Le schéma de sélection commence par le croisement de 2 variétés : l’une que l’on souhaite améliorer, l’autre qui apporte une qualité identifiée. Le parent choisi comme femelle est castré manuellement puis il est fécondé par le pollen du géniteur choisi comme mâle. Les graines issues du croisement de départ représentent la famille F1. Ces graines semées produisent la F2 qui révèle la variabilité introduite par le croisement des parents. L’importance numérique de la F2 dans laquelle le sélectionneur choisit 1 à 10 % des meilleures plantes qui donnent la F3 est essentielle car plus ce nombre est élevé, plus il y a de chance que se trouve réalisées les combinaisons génétiques recherchées.
La F3 est cultivée en plein champ. De la F3 à la F5, les familles sélectionnées sont semées en lignes et les caractéristiques de précocité, de hauteur et de résistance à la verse et aux maladies sont observées. À partir de la F6, les semis sont réalisés en micro-parcelles d’environ 4 m2 et la richesse en fibres est évaluée. La F8 marque généralement la fixation d’une lignée. On parle d’une sélection généalogique.
Il faut attendre la F10 pour que le sélectionneur formule auprès du CTPS une demande d’inscription de la variété au catalogue officiel français des espèces et variétés et commence la multiplication des semences de pré-base et la sélection conservatrice.
En 2016, une quarantaine de variétés de lin textile et presque autant de lin oléagineux sont inscrites au catalogue officiel.
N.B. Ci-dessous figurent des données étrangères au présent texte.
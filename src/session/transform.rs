//! Quotation transform: the single-field payment-delay form.

use serde_json::{Map, Value};

use crate::api::RecordApi;
use crate::error::ApiError;
use crate::model::{RecordId, Status};
use crate::routes::Route;
use crate::schema::EntityConfig;
use crate::session::form::{number_value, SubmitOutcome};
use crate::session::validate::FieldState;
use crate::transport::HttpTransport;

/// Turns a validated quotation into an invoice. Reachable only through the
/// list's transform action, so it always has an id.
pub struct TransformSession<'c> {
    entity: &'c EntityConfig,
    id: RecordId,
    validated: bool,
    payment_delay: String,
    base: Map<String, Value>,
}

impl<'c> TransformSession<'c> {
    pub fn new(entity: &'c EntityConfig, id: RecordId) -> Self {
        Self {
            entity,
            id,
            validated: false,
            payment_delay: String::new(),
            base: Map::new(),
        }
    }

    pub fn id(&self) -> &RecordId {
        &self.id
    }

    /// Fetch the quotation; its full payload is resubmitted on transform.
    pub async fn load(&mut self, transport: &HttpTransport) -> Result<(), ApiError> {
        let record = RecordApi::fetch(transport, self.entity, &self.id).await?;
        if let Value::Object(map) = record {
            self.base = map;
        }
        Ok(())
    }

    pub fn set_payment_delay(&mut self, value: impl Into<String>) {
        self.payment_delay = value.into();
    }

    pub fn payment_delay(&self) -> &str {
        &self.payment_delay
    }

    pub fn payment_delay_state(&self) -> FieldState {
        if !self.validated {
            FieldState::Neutral
        } else if self.delay_ok() {
            FieldState::Valid
        } else {
            FieldState::Invalid
        }
    }

    fn delay_ok(&self) -> bool {
        !self.payment_delay.is_empty() && self.payment_delay.parse::<f64>().is_ok()
    }

    /// Submit with status forced to `TRANSFORMED`. Validation failure issues
    /// no call; success navigates back to the quotation list.
    pub async fn submit(&mut self, transport: &HttpTransport) -> SubmitOutcome {
        self.validated = true;
        if !self.delay_ok() {
            return SubmitOutcome::Rejected;
        }
        let mut body = self.base.clone();
        if let Some(key) = self.entity.status_field {
            body.insert(
                key.to_string(),
                Value::String(Status::Transformed.as_wire().to_string()),
            );
        }
        body.insert(
            "paymentDelay".to_string(),
            number_value(&self.payment_delay),
        );
        let result =
            RecordApi::transform(transport, self.entity, &self.id, &Value::Object(body)).await;
        match result {
            Ok(()) => SubmitOutcome::Saved(Route::List(self.entity.kind)),
            Err(error) => {
                tracing::error!(entity = self.entity.path_segment, %error, "transform failed");
                SubmitOutcome::Failed(error)
            }
        }
    }

    pub fn cancel(&self) -> Route {
        Route::List(self.entity.kind)
    }
}
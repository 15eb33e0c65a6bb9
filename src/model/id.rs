//! Record identifiers, parsed per schema id kind.

use std::fmt;

use serde_json::Value;
use uuid::Uuid;

use crate::error::ApiError;

/// Id representation an entity's backend uses.
#[derive(Clone, Copy, Debug, PartialEq, Eq)]
pub enum IdKind {
    Int,
    Uuid,
    Text,
}

/// Server-assigned identity of a persisted record. Absent until the first
/// save; immutable once set.
#[derive(Clone, Debug, PartialEq, Eq, Hash)]
pub enum RecordId {
    Int(i64),
    Uuid(Uuid),
    Text(String),
}

impl RecordId {
    pub fn parse(raw: &str, kind: IdKind) -> Result<Self, ApiError> {
        match kind {
            IdKind::Int => raw
                .parse::<i64>()
                .map(RecordId::Int)
                .map_err(|_| ApiError::InvalidId(raw.to_string())),
            IdKind::Uuid => Uuid::parse_str(raw)
                .map(RecordId::Uuid)
                .map_err(|_| ApiError::InvalidId(raw.to_string())),
            IdKind::Text => {
                if raw.is_empty() {
                    Err(ApiError::InvalidId(raw.to_string()))
                } else {
                    Ok(RecordId::Text(raw.to_string()))
                }
            }
        }
    }

    /// Id carried by a fetched payload, when the `id` key parses as `kind`.
    pub fn from_value(value: &Value, kind: IdKind) -> Option<Self> {
        let raw = value.get("id")?;
        match kind {
            IdKind::Int => raw
                .as_i64()
                .or_else(|| raw.as_str().and_then(|s| s.parse().ok()))
                .map(RecordId::Int),
            IdKind::Uuid => raw
                .as_str()
                .and_then(|s| Uuid::parse_str(s).ok())
                .map(RecordId::Uuid),
            IdKind::Text => raw
                .as_str()
                .filter(|s| !s.is_empty())
                .map(|s| RecordId::Text(s.to_string())),
        }
    }
}

impl From<i64> for RecordId {
    fn from(raw: i64) -> Self {
        RecordId::Int(raw)
    }
}

impl fmt::Display for RecordId {
    fn fmt(&self, f: &mut fmt::Formatter<'_>) -> fmt::Result {
        match self {
            RecordId::Int(n) => write!(f, "{n}"),
            RecordId::Uuid(u) => write!(f, "{u}"),
            RecordId::Text(s) => f.write_str(s),
        }
    }
}
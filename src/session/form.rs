//! Record form lifecycle: draft, validation, submit.
//!
//! A `FormSession` is the headless contract of one record form: it owns the
//! draft strings the inputs bind to, the validated flag that gates visual
//! states, the reference feeds behind select fields, and the submit path
//! that turns the draft into a wire body.

use std::collections::{BTreeMap, HashMap};

use serde_json::{Map, Value};

use crate::api::{fetch_feed, FeedOption, RecordApi};
use crate::error::{ApiError, SchemaError};
use crate::model::{Quotation, RecordId, Status};
use crate::routes::Route;
use crate::schema::{AfterSave, EntityConfig, FeedKind, FieldKind, FieldPath};
use crate::session::validate::{field_problem, visual_state, FieldState};
use crate::transport::HttpTransport;

/// What the primary button does in the current state.
#[derive(Clone, Copy, Debug, PartialEq, Eq)]
pub enum PrimaryAction {
    Save,
    EnterEdit,
}

/// Result of a submit attempt.
#[derive(Debug)]
pub enum SubmitOutcome {
    /// Persisted; navigate to the entity's after-save target.
    Saved(Route),
    /// Client-side validation failed; no request was issued.
    Rejected,
    /// The backend refused or the wire failed; the draft is intact and the
    /// submit can be retried.
    Failed(ApiError),
}

/// Loading state of one reference feed.
#[derive(Clone, Copy, Debug, Default, PartialEq, Eq)]
pub enum FeedState {
    #[default]
    Idle,
    Loaded,
    Failed,
}

#[derive(Clone, Debug, Default)]
struct FeedSlot {
    state: FeedState,
    options: Vec<FeedOption>,
}

/// Which half of a quotation line an edit targets.
#[derive(Clone, Copy, Debug, PartialEq, Eq)]
pub enum LineField {
    Product,
    Quantity,
}

/// Draft of one product line. `label` mirrors the selected product and is
/// display-only.
#[derive(Clone, Debug, Default, PartialEq, Eq)]
pub struct LineDraft {
    pub product_id: String,
    pub quantity: String,
    pub label: String,
}

pub struct FormSession<'c> {
    entity: &'c EntityConfig,
    id: Option<RecordId>,
    edit: bool,
    validated: bool,
    draft: BTreeMap<FieldPath, String>,
    status: Option<Status>,
    lines: Vec<LineDraft>,
    feeds: HashMap<FeedKind, FeedSlot>,
}

impl<'c> FormSession<'c> {
    /// New records open editable; existing ones open read-only unless the
    /// caller passes the edit override (the `editMode=true` query).
    pub fn new(entity: &'c EntityConfig, id: Option<RecordId>, edit_override: Option<bool>) -> Self {
        let edit = id.is_none() || edit_override == Some(true);
        let draft = entity
            .fields
            .iter()
            .map(|f| (f.path, String::new()))
            .collect();
        let lines = if entity.has_lines {
            vec![LineDraft::default()]
        } else {
            Vec::new()
        };
        let feeds = entity
            .feeds()
            .into_iter()
            .map(|kind| (kind, FeedSlot::default()))
            .collect();
        Self {
            entity,
            id,
            edit,
            validated: false,
            draft,
            status: entity.status_field.map(|_| Status::Saved),
            lines,
            feeds,
        }
    }

    pub fn entity(&self) -> &EntityConfig {
        self.entity
    }

    pub fn id(&self) -> Option<&RecordId> {
        self.id.as_ref()
    }

    pub fn is_edit(&self) -> bool {
        self.edit
    }

    pub fn is_validated(&self) -> bool {
        self.validated
    }

    pub fn status(&self) -> Option<Status> {
        self.status
    }

    /// Fetch the record behind `id` and replace the draft wholesale. A
    /// failure is returned rather than leaving a silently empty form.
    pub async fn load(&mut self, transport: &HttpTransport) -> Result<(), ApiError> {
        let Some(id) = &self.id else {
            return Ok(());
        };
        let record = RecordApi::fetch(transport, self.entity, id).await?;
        self.apply_record(&record)
    }

    fn apply_record(&mut self, record: &Value) -> Result<(), ApiError> {
        for field in &self.entity.fields {
            let value = field
                .path
                .value_in(record)
                .map(display_value)
                .unwrap_or_default();
            self.draft.insert(field.path, value);
        }
        if let Some(key) = self.entity.status_field {
            if let Some(status) = record.get(key).and_then(Value::as_str).and_then(Status::from_wire) {
                self.status = Some(status);
            }
        }
        if self.entity.has_lines {
            let quotation: Quotation = serde_json::from_value(record.clone())?;
            self.lines = quotation
                .quotation_products
                .into_iter()
                .map(|line| LineDraft {
                    product_id: line.product_id.to_string(),
                    quantity: line.quantity.to_string(),
                    label: line.label.unwrap_or_default(),
                })
                .collect();
            if self.lines.is_empty() {
                self.lines.push(LineDraft::default());
            }
        }
        Ok(())
    }

    /// Load every feed the entity uses. Each fetch fails soft.
    pub async fn load_feeds(&mut self, transport: &HttpTransport) {
        for kind in self.entity.feeds() {
            self.load_feed(transport, kind).await;
        }
    }

    /// Fail-soft single-feed load: a broken feed logs a warning and leaves
    /// empty options in a `Failed` state the caller can retry.
    pub async fn load_feed(&mut self, transport: &HttpTransport, kind: FeedKind) {
        if !self.feeds.contains_key(&kind) {
            return;
        }
        match fetch_feed(transport, kind).await {
            Ok(options) => {
                if let Some(slot) = self.feeds.get_mut(&kind) {
                    slot.options = options;
                    slot.state = FeedState::Loaded;
                }
                if kind == FeedKind::Customers {
                    self.autofill_customer();
                }
            }
            Err(error) => {
                tracing::warn!(feed = ?kind, %error, "reference feed unavailable");
                if let Some(slot) = self.feeds.get_mut(&kind) {
                    slot.options.clear();
                    slot.state = FeedState::Failed;
                }
            }
        }
    }

    fn autofill_customer(&mut self) {
        if !self.entity.auto_customer {
            return;
        }
        let path = FieldPath::top("customerId");
        if !self.field_value(path).is_empty() {
            return;
        }
        let first = self
            .feeds
            .get(&FeedKind::Customers)
            .and_then(|slot| slot.options.first())
            .map(|option| option.value.clone());
        if let Some(value) = first {
            self.draft.insert(path, value);
        }
    }

    pub fn feed_state(&self, kind: FeedKind) -> FeedState {
        self.feeds.get(&kind).map(|s| s.state).unwrap_or_default()
    }

    pub fn feed_options(&self, kind: FeedKind) -> &[FeedOption] {
        self.feeds
            .get(&kind)
            .map(|s| s.options.as_slice())
            .unwrap_or(&[])
    }

    pub fn set_field(
        &mut self,
        path: FieldPath,
        value: impl Into<String>,
    ) -> Result<(), SchemaError> {
        if self.entity.field(path).is_none() {
            return Err(SchemaError::UnknownField {
                entity: self.entity.path_segment,
                path: path.to_string(),
            });
        }
        self.draft.insert(path, value.into());
        Ok(())
    }

    pub fn field_value(&self, path: FieldPath) -> &str {
        self.draft.get(&path).map(String::as_str).unwrap_or("")
    }

    pub fn field_state(&self, path: FieldPath) -> FieldState {
        match self.entity.field(path) {
            Some(spec) => visual_state(self.validated, spec, self.field_value(path)),
            None => FieldState::Neutral,
        }
    }

    pub fn lines(&self) -> &[LineDraft] {
        &self.lines
    }

    pub fn add_line(&mut self) -> Result<(), SchemaError> {
        self.ensure_lines()?;
        self.lines.push(LineDraft::default());
        Ok(())
    }

    /// The remove affordance is disabled while only one line remains.
    pub fn can_remove_line(&self) -> bool {
        self.lines.len() > 1
    }

    /// Returns whether a line was actually removed.
    pub fn remove_line(&mut self, index: usize) -> Result<bool, SchemaError> {
        self.ensure_lines()?;
        if !self.can_remove_line() || index >= self.lines.len() {
            return Ok(false);
        }
        self.lines.remove(index);
        Ok(true)
    }

    /// Edits one half of a line; picking a product also refreshes its label
    /// from the product feed.
    pub fn set_line(
        &mut self,
        index: usize,
        which: LineField,
        value: impl Into<String>,
    ) -> Result<(), SchemaError> {
        self.ensure_lines()?;
        let value = value.into();
        let label = match which {
            LineField::Product => self.product_label(&value),
            LineField::Quantity => None,
        };
        if let Some(line) = self.lines.get_mut(index) {
            match which {
                LineField::Product => {
                    line.product_id = value;
                    line.label = label.unwrap_or_default();
                }
                LineField::Quantity => line.quantity = value,
            }
        }
        Ok(())
    }

    pub fn line_state(&self, index: usize) -> (FieldState, FieldState) {
        if !self.validated {
            return (FieldState::Neutral, FieldState::Neutral);
        }
        match self.lines.get(index) {
            Some(line) => {
                let product = if line.product_id.is_empty() {
                    FieldState::Invalid
                } else {
                    FieldState::Valid
                };
                let quantity = if line.quantity.parse::<f64>().is_ok() {
                    FieldState::Valid
                } else {
                    FieldState::Invalid
                };
                (product, quantity)
            }
            None => (FieldState::Neutral, FieldState::Neutral),
        }
    }

    fn ensure_lines(&self) -> Result<(), SchemaError> {
        if self.entity.has_lines {
            Ok(())
        } else {
            Err(SchemaError::LinesUnsupported(self.entity.path_segment))
        }
    }

    fn product_label(&self, product_id: &str) -> Option<String> {
        self.feeds
            .get(&FeedKind::Products)?
            .options
            .iter()
            .find(|option| option.value == product_id)
            .map(|option| option.label.clone())
    }

    fn draft_valid(&self) -> bool {
        let fields_ok = self
            .entity
            .fields
            .iter()
            .all(|spec| field_problem(spec, self.field_value(spec.path)).is_none());
        let lines_ok = !self.entity.has_lines
            || self
                .lines
                .iter()
                .all(|line| !line.product_id.is_empty() && line.quantity.parse::<f64>().is_ok());
        fields_ok && lines_ok
    }

    /// Validate, then create or update depending on id presence. Validation
    /// failure never issues a wire call.
    pub async fn submit(&mut self, transport: &HttpTransport) -> SubmitOutcome {
        self.validated = true;
        if !self.draft_valid() {
            return SubmitOutcome::Rejected;
        }
        let body = self.build_body();
        let result = match &self.id {
            Some(id) => RecordApi::update(transport, self.entity, id, &body).await,
            None => RecordApi::create(transport, self.entity, &body).await,
        };
        match result {
            Ok(()) => SubmitOutcome::Saved(self.after_save_route()),
            Err(error) => {
                tracing::error!(entity = self.entity.path_segment, %error, "submit failed");
                SubmitOutcome::Failed(error)
            }
        }
    }

    fn after_save_route(&self) -> Route {
        match self.entity.after_save {
            AfterSave::Home => Route::Home,
            AfterSave::OwnList => Route::List(self.entity.kind),
        }
    }

    fn build_body(&self) -> Value {
        let mut root = Map::new();
        if let (Some(key), Some(status)) = (self.entity.status_field, self.status) {
            root.insert(key.to_string(), Value::String(status.as_wire().to_string()));
        }
        for field in &self.entity.fields {
            let raw = self.field_value(field.path);
            if raw.is_empty() {
                continue;
            }
            let value = wire_value(field.kind, raw);
            match field.path.leaf {
                None => {
                    root.insert(field.path.root.to_string(), value);
                }
                Some(leaf) => {
                    let nested = root
                        .entry(field.path.root.to_string())
                        .or_insert_with(|| Value::Object(Map::new()));
                    if let Value::Object(map) = nested {
                        map.insert(leaf.to_string(), value);
                    }
                }
            }
        }
        if self.entity.has_lines {
            let pairs = self
                .lines
                .iter()
                .map(|line| {
                    let mut pair = Map::new();
                    pair.insert("productId".to_string(), number_value(&line.product_id));
                    pair.insert("quantity".to_string(), number_value(&line.quantity));
                    Value::Object(pair)
                })
                .collect();
            root.insert("productQuantities".to_string(), Value::Array(pairs));
        }
        Value::Object(root)
    }

    pub fn primary_action(&self) -> PrimaryAction {
        if self.id.is_some() && !self.edit {
            PrimaryAction::EnterEdit
        } else {
            PrimaryAction::Save
        }
    }

    pub fn toggle_edit(&mut self) {
        self.edit = !self.edit;
    }

    /// Cancel target: back to the list for existing records, home for new.
    pub fn cancel(&self) -> Route {
        if self.id.is_some() {
            Route::List(self.entity.kind)
        } else {
            Route::Home
        }
    }
}

/// Draft string for a fetched JSON value, as an input would show it.
pub(crate) fn display_value(value: &Value) -> String {
    match value {
        Value::String(s) => s.clone(),
        Value::Number(n) => n.to_string(),
        Value::Bool(b) => b.to_string(),
        Value::Null => String::new(),
        other => other.to_string(),
    }
}

/// Numbers go on the wire as numbers; anything unparseable stays a string.
pub(crate) fn number_value(raw: &str) -> Value {
    if let Ok(n) = raw.parse::<i64>() {
        return Value::from(n);
    }
    match raw.parse::<f64>().ok().and_then(serde_json::Number::from_f64) {
        Some(n) => Value::Number(n),
        None => Value::String(raw.to_string()),
    }
}

fn wire_value(kind: FieldKind, raw: &str) -> Value {
    match kind {
        FieldKind::Number => number_value(raw),
        FieldKind::Select(feed) if feed.is_id_valued() => number_value(raw),
        _ => Value::String(raw.to_string()),
    }
}
//! Built-in entity catalog, indexed for runtime lookup.

use std::collections::HashMap;

use crate::error::SchemaError;
use crate::model::{EntityKind, IdKind, StatusAction};
use crate::schema::types::{
    AfterSave, EntityConfig, FeedKind, FieldKind, FieldPath, FieldSpec, LookupJoin, UpdateStyle,
};
use crate::schema::validator::validate;

#[derive(Clone, Debug)]
pub struct Catalog {
    entities: Vec<EntityConfig>,
    by_path: HashMap<&'static str, usize>,
}

impl Catalog {
    /// The seven built-in business entities.
    pub fn new() -> Self {
        Self::index(builtin_entities())
    }

    /// Build from an explicit entity set, rejecting inconsistent configs.
    pub fn from_entities(entities: Vec<EntityConfig>) -> Result<Self, SchemaError> {
        validate(&entities)?;
        Ok(Self::index(entities))
    }

    fn index(entities: Vec<EntityConfig>) -> Self {
        let by_path = entities
            .iter()
            .enumerate()
            .map(|(i, e)| (e.path_segment, i))
            .collect();
        Self { entities, by_path }
    }

    pub fn validate(&self) -> Result<(), SchemaError> {
        validate(&self.entities)
    }

    pub fn entities(&self) -> &[EntityConfig] {
        &self.entities
    }

    pub fn entity(&self, kind: EntityKind) -> Option<&EntityConfig> {
        self.entities.iter().find(|e| e.kind == kind)
    }

    pub fn entity_by_path(&self, segment: &str) -> Option<&EntityConfig> {
        self.by_path.get(segment).map(|&i| &self.entities[i])
    }
}

impl Default for Catalog {
    fn default() -> Self {
        Self::new()
    }
}

// path, kind, required, listed
const fn spec(path: FieldPath, kind: FieldKind, required: bool, listed: bool) -> FieldSpec {
    FieldSpec {
        path,
        kind,
        required,
        listed,
    }
}

fn builtin_entities() -> Vec<EntityConfig> {
    vec![
        accountant(),
        client(),
        customer(),
        product(),
        expense_report(),
        quotation(),
        invoice(),
    ]
}

fn accountant() -> EntityConfig {
    EntityConfig {
        kind: EntityKind::Accountant,
        path_segment: "accountants",
        id_kind: IdKind::Int,
        fields: vec![
            spec(FieldPath::top("companyName"), FieldKind::Text, true, true),
            spec(FieldPath::top("rc"), FieldKind::Number, true, true),
            spec(FieldPath::top("email"), FieldKind::Email, true, true),
            spec(FieldPath::top("mobilePhone"), FieldKind::Number, true, true),
            spec(FieldPath::top("phone"), FieldKind::Number, false, true),
            spec(FieldPath::top("fax"), FieldKind::Number, false, false),
            spec(
                FieldPath::nested("address", "primaryAddress"),
                FieldKind::Text,
                true,
                false,
            ),
            spec(
                FieldPath::nested("address", "secondaryAddress"),
                FieldKind::Text,
                false,
                false,
            ),
            spec(
                FieldPath::nested("address", "postalCode"),
                FieldKind::Number,
                true,
                false,
            ),
            spec(
                FieldPath::nested("address", "city"),
                FieldKind::Select(FeedKind::Cities),
                true,
                true,
            ),
            spec(
                FieldPath::nested("address", "country"),
                FieldKind::Select(FeedKind::Countries),
                true,
                true,
            ),
        ],
        status_field: None,
        status_listed: false,
        status_actions: &[],
        update_style: UpdateStyle::ById,
        after_save: AfterSave::Home,
        edit_in_list: true,
        has_lines: false,
        auto_customer: false,
        lookup: None,
    }
}

// Clients and customers share a shape; their address fields are flat.
fn company_fields() -> Vec<FieldSpec> {
    vec![
        spec(FieldPath::top("companyName"), FieldKind::Text, true, true),
        spec(FieldPath::top("rc"), FieldKind::Number, true, true),
        spec(FieldPath::top("email"), FieldKind::Email, true, true),
        spec(FieldPath::top("mobilePhone"), FieldKind::Number, true, true),
        spec(FieldPath::top("phone"), FieldKind::Number, false, true),
        spec(FieldPath::top("fax"), FieldKind::Number, false, false),
        spec(
            FieldPath::top("city"),
            FieldKind::Select(FeedKind::Cities),
            true,
            true,
        ),
        spec(
            FieldPath::top("country"),
            FieldKind::Select(FeedKind::Countries),
            true,
            true,
        ),
    ]
}

fn client() -> EntityConfig {
    EntityConfig {
        kind: EntityKind::Client,
        path_segment: "clients",
        id_kind: IdKind::Int,
        fields: company_fields(),
        status_field: None,
        status_listed: false,
        status_actions: &[],
        update_style: UpdateStyle::ById,
        after_save: AfterSave::Home,
        edit_in_list: true,
        has_lines: false,
        auto_customer: false,
        lookup: None,
    }
}

fn customer() -> EntityConfig {
    EntityConfig {
        kind: EntityKind::Customer,
        path_segment: "customers",
        ..client()
    }
}

fn product() -> EntityConfig {
    EntityConfig {
        kind: EntityKind::Product,
        path_segment: "products",
        id_kind: IdKind::Int,
        fields: vec![
            spec(FieldPath::top("label"), FieldKind::Text, true, true),
            spec(FieldPath::top("reference"), FieldKind::Text, true, true),
            spec(FieldPath::top("priceExclTax"), FieldKind::Number, true, true),
            spec(FieldPath::top("unity"), FieldKind::Text, true, true),
            spec(FieldPath::top("qualification"), FieldKind::Text, true, true),
            spec(FieldPath::top("tax"), FieldKind::Number, true, true),
            spec(FieldPath::top("customerId"), FieldKind::Number, false, false),
        ],
        status_field: None,
        status_listed: false,
        status_actions: &[],
        update_style: UpdateStyle::ById,
        after_save: AfterSave::Home,
        edit_in_list: true,
        has_lines: false,
        auto_customer: true,
        lookup: None,
    }
}

fn expense_report() -> EntityConfig {
    EntityConfig {
        kind: EntityKind::ExpenseReport,
        path_segment: "expense_reports",
        id_kind: IdKind::Int,
        fields: vec![
            spec(FieldPath::top("label"), FieldKind::Text, true, true),
            spec(FieldPath::top("priceExclTax"), FieldKind::Number, true, true),
            spec(FieldPath::top("qualification"), FieldKind::Text, true, true),
            spec(FieldPath::top("tax"), FieldKind::Number, true, true),
            spec(FieldPath::top("customerId"), FieldKind::Number, false, false),
        ],
        status_field: Some("status"),
        status_listed: false,
        status_actions: &[],
        update_style: UpdateStyle::ActionPath,
        after_save: AfterSave::Home,
        edit_in_list: true,
        has_lines: false,
        auto_customer: true,
        lookup: None,
    }
}

fn quotation() -> EntityConfig {
    EntityConfig {
        kind: EntityKind::Quotation,
        path_segment: "quotations",
        id_kind: IdKind::Int,
        fields: vec![
            spec(
                FieldPath::top("validationDelay"),
                FieldKind::Number,
                true,
                true,
            ),
            spec(
                FieldPath::top("clientId"),
                FieldKind::Select(FeedKind::Clients),
                true,
                true,
            ),
            spec(FieldPath::top("customerId"), FieldKind::Number, false, false),
        ],
        status_field: Some("status"),
        status_listed: true,
        status_actions: &[StatusAction::Validate, StatusAction::Transform],
        update_style: UpdateStyle::ActionPath,
        after_save: AfterSave::OwnList,
        edit_in_list: false,
        has_lines: true,
        auto_customer: true,
        lookup: Some(LookupJoin {
            field: FieldPath::top("clientId"),
            feed: FeedKind::Clients,
        }),
    }
}

fn invoice() -> EntityConfig {
    EntityConfig {
        kind: EntityKind::Invoice,
        path_segment: "invoices",
        id_kind: IdKind::Int,
        fields: vec![
            spec(FieldPath::top("paymentDelay"), FieldKind::Number, true, true),
            spec(
                FieldPath::top("clientId"),
                FieldKind::Select(FeedKind::Clients),
                true,
                true,
            ),
        ],
        status_field: Some("status"),
        status_listed: true,
        status_actions: &[StatusAction::Validate],
        update_style: UpdateStyle::ById,
        after_save: AfterSave::OwnList,
        edit_in_list: true,
        has_lines: false,
        auto_customer: false,
        lookup: Some(LookupJoin {
            field: FieldPath::top("clientId"),
            feed: FeedKind::Clients,
        }),
    }
}
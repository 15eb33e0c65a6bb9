pub mod catalog;
pub mod types;
pub mod validator;

pub use catalog::*;
pub use types::*;
pub use validator::*;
Par leur réponse aux conditions de sol et au climat, par leur résistance aux maladies, par leur tenue de tige, les qualités de leurs fibres et, bien sûr, par leur productivité, elles constituent un élément clé de la rentabilité de la culture.
Compte tenu du faible taux de multiplication du lin (x 6), les nouvelles variétés sont généralement disponibles 3 à 4 ans après leur inscription. Cela donne aux professionnels le temps de mieux connaitre leurs comportements respectifs dans des contextes variés pendant la phase de leur développement.
La production mondiale de la graine de lin : Dans le monde, le lin est aussi cultivé pour sa graine qui contient environ 41 % d’huile, riche en omega-3, en particulier de l’acide gras nommé acide alpha-linolénique. L’huile de lin en contient 57 % en moyenne, ainsi que 16 % d’acide linoléique.

Du point de vue de la production mondiale, le Canada est le principal producteur et exportateur de graines de lin. La production est assez variable (entre 720 000 tonnes et 930 000 tonnes ces dernières années), et exportée pour l’essentiel.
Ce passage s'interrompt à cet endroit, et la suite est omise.